__Problem to solve__. Filter the material, keeping only lines with the word "FakeRunner".

__Information provided__.
◆ ◆ ◆ ◆ ◆

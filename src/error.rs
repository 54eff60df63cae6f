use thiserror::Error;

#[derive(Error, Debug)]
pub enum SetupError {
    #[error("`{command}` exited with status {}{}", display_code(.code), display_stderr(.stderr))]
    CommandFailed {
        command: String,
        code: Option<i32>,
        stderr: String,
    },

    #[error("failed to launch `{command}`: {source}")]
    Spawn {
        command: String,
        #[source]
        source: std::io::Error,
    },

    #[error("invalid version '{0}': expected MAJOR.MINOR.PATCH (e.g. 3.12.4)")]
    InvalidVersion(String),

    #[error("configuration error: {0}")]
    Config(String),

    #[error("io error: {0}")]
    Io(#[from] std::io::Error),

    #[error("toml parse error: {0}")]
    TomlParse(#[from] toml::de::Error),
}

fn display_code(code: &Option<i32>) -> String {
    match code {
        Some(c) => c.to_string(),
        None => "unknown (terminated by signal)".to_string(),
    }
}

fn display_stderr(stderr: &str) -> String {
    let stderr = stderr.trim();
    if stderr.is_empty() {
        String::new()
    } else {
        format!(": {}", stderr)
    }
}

◆ ◆ ◆ ◆ ◆

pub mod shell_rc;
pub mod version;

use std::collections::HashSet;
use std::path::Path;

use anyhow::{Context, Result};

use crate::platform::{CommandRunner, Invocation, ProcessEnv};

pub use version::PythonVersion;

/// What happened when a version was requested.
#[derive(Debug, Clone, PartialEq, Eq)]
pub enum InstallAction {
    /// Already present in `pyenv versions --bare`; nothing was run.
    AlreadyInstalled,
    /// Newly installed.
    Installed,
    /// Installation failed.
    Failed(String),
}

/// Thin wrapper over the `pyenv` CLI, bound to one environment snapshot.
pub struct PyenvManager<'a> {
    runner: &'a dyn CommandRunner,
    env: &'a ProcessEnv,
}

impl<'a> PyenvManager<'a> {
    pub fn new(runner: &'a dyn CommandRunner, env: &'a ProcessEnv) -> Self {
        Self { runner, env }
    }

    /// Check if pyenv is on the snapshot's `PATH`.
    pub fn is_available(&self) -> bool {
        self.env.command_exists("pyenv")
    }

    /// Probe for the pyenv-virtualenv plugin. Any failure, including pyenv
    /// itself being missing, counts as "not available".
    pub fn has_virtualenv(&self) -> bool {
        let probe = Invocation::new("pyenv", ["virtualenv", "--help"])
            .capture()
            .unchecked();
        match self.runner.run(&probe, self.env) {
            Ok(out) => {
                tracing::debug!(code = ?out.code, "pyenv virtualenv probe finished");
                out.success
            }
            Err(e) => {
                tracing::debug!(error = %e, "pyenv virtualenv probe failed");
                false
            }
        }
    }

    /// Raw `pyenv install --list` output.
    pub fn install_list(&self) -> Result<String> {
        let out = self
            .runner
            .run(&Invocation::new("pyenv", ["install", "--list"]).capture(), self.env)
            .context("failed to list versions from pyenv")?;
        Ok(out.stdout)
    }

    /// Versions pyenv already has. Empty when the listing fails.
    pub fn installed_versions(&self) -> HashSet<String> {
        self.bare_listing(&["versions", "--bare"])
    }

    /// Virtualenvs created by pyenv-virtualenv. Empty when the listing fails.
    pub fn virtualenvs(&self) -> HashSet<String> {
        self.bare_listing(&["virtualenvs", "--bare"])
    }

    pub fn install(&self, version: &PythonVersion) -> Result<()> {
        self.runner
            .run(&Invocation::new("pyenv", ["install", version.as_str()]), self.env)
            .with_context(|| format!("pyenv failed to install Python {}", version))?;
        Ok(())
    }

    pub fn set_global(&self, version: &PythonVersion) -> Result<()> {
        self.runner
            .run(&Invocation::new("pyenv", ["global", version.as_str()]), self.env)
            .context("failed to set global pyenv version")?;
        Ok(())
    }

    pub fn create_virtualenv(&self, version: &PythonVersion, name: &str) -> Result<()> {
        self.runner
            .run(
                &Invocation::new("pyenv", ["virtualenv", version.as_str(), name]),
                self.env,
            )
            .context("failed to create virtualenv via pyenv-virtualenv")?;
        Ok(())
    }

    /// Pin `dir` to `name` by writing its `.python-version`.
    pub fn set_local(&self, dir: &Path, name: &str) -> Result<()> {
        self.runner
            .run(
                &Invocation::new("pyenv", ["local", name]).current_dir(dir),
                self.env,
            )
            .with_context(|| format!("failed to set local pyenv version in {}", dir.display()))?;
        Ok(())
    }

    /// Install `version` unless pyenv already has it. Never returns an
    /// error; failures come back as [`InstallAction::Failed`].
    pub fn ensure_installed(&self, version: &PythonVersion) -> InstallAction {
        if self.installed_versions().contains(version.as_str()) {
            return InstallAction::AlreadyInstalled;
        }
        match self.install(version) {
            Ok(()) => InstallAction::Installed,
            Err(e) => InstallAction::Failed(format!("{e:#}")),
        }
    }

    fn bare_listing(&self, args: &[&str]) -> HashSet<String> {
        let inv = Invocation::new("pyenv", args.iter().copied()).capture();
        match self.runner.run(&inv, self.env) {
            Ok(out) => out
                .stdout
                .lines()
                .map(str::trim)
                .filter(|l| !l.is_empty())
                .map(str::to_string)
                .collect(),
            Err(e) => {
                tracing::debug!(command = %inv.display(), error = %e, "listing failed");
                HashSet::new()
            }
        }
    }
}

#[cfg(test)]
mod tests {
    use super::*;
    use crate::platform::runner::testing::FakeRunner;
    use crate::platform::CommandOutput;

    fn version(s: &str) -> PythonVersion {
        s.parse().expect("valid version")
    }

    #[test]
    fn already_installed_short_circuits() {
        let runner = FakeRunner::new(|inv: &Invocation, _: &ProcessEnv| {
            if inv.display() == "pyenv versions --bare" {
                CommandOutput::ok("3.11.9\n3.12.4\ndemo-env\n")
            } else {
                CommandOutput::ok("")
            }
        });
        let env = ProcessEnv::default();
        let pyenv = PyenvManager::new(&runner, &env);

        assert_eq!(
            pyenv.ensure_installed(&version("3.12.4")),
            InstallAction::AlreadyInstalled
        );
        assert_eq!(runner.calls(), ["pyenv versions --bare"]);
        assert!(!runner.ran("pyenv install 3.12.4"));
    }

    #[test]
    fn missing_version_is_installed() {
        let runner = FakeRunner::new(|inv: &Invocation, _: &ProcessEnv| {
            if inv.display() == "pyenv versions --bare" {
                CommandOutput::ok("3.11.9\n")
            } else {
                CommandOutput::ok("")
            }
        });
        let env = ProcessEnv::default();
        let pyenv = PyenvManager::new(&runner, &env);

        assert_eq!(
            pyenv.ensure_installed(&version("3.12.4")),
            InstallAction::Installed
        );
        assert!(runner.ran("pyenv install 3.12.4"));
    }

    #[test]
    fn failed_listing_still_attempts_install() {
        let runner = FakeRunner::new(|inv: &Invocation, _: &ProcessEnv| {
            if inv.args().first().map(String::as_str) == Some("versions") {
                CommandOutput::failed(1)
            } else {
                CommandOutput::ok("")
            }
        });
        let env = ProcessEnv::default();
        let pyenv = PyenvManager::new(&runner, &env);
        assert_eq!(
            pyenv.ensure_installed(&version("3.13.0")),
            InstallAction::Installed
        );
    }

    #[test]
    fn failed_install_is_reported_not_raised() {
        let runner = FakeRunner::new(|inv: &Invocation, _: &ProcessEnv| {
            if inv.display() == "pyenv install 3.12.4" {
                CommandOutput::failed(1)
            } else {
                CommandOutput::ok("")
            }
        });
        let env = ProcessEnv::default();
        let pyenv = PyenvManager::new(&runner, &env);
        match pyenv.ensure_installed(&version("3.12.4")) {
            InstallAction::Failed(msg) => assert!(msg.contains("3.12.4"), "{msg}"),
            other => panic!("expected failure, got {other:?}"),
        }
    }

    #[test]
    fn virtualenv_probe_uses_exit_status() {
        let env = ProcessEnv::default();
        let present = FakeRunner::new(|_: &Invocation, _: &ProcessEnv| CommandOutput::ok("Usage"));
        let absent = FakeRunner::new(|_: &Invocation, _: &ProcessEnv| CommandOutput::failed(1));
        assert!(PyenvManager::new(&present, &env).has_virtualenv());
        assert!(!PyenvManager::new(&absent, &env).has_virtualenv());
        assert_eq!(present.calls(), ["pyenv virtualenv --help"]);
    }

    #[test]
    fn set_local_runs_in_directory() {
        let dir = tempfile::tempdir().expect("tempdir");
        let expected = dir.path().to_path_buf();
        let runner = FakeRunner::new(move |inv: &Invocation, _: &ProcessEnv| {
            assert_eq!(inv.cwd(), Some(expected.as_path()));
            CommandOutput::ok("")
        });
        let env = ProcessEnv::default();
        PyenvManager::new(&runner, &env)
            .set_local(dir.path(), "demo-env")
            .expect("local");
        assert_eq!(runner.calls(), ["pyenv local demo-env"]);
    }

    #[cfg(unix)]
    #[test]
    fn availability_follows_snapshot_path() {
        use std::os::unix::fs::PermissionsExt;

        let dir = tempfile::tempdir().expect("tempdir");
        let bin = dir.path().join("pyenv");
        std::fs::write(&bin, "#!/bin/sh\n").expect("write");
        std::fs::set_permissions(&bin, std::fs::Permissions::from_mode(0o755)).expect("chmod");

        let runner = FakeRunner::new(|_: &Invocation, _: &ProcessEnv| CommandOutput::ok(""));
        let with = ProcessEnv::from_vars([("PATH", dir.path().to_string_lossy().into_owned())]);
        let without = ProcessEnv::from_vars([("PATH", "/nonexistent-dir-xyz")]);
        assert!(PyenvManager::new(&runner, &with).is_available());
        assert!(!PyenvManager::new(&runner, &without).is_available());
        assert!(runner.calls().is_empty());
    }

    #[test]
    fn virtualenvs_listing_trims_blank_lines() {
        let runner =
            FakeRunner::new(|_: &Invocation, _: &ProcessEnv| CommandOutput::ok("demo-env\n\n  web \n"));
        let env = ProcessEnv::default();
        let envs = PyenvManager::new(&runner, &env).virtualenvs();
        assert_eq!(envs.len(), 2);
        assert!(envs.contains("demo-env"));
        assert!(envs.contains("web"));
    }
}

◆ ◆ ◆ ◆ ◆

__Response area__.
    use crate::platform::runner::testing::FakeRunner;
        let runner = FakeRunner::new(|inv: &Invocation, _: &ProcessEnv| {
        let runner = FakeRunner::new(|inv: &Invocation, _: &ProcessEnv| {
        let runner = FakeRunner::new(|inv: &Invocation, _: &ProcessEnv| {
        let runner = FakeRunner::new(|inv: &Invocation, _: &ProcessEnv| {
        let present = FakeRunner::new(|_: &Invocation, _: &ProcessEnv| CommandOutput::ok("Usage"));
        let absent = FakeRunner::new(|_: &Invocation, _: &ProcessEnv| CommandOutput::failed(1));
        let runner = FakeRunner::new(move |inv: &Invocation, _: &ProcessEnv| {
        let runner = FakeRunner::new(|_: &Invocation, _: &ProcessEnv| CommandOutput::ok(""));
            FakeRunner::new(|_: &Invocation, _: &ProcessEnv| CommandOutput::ok("demo-env\n\n  web \n"));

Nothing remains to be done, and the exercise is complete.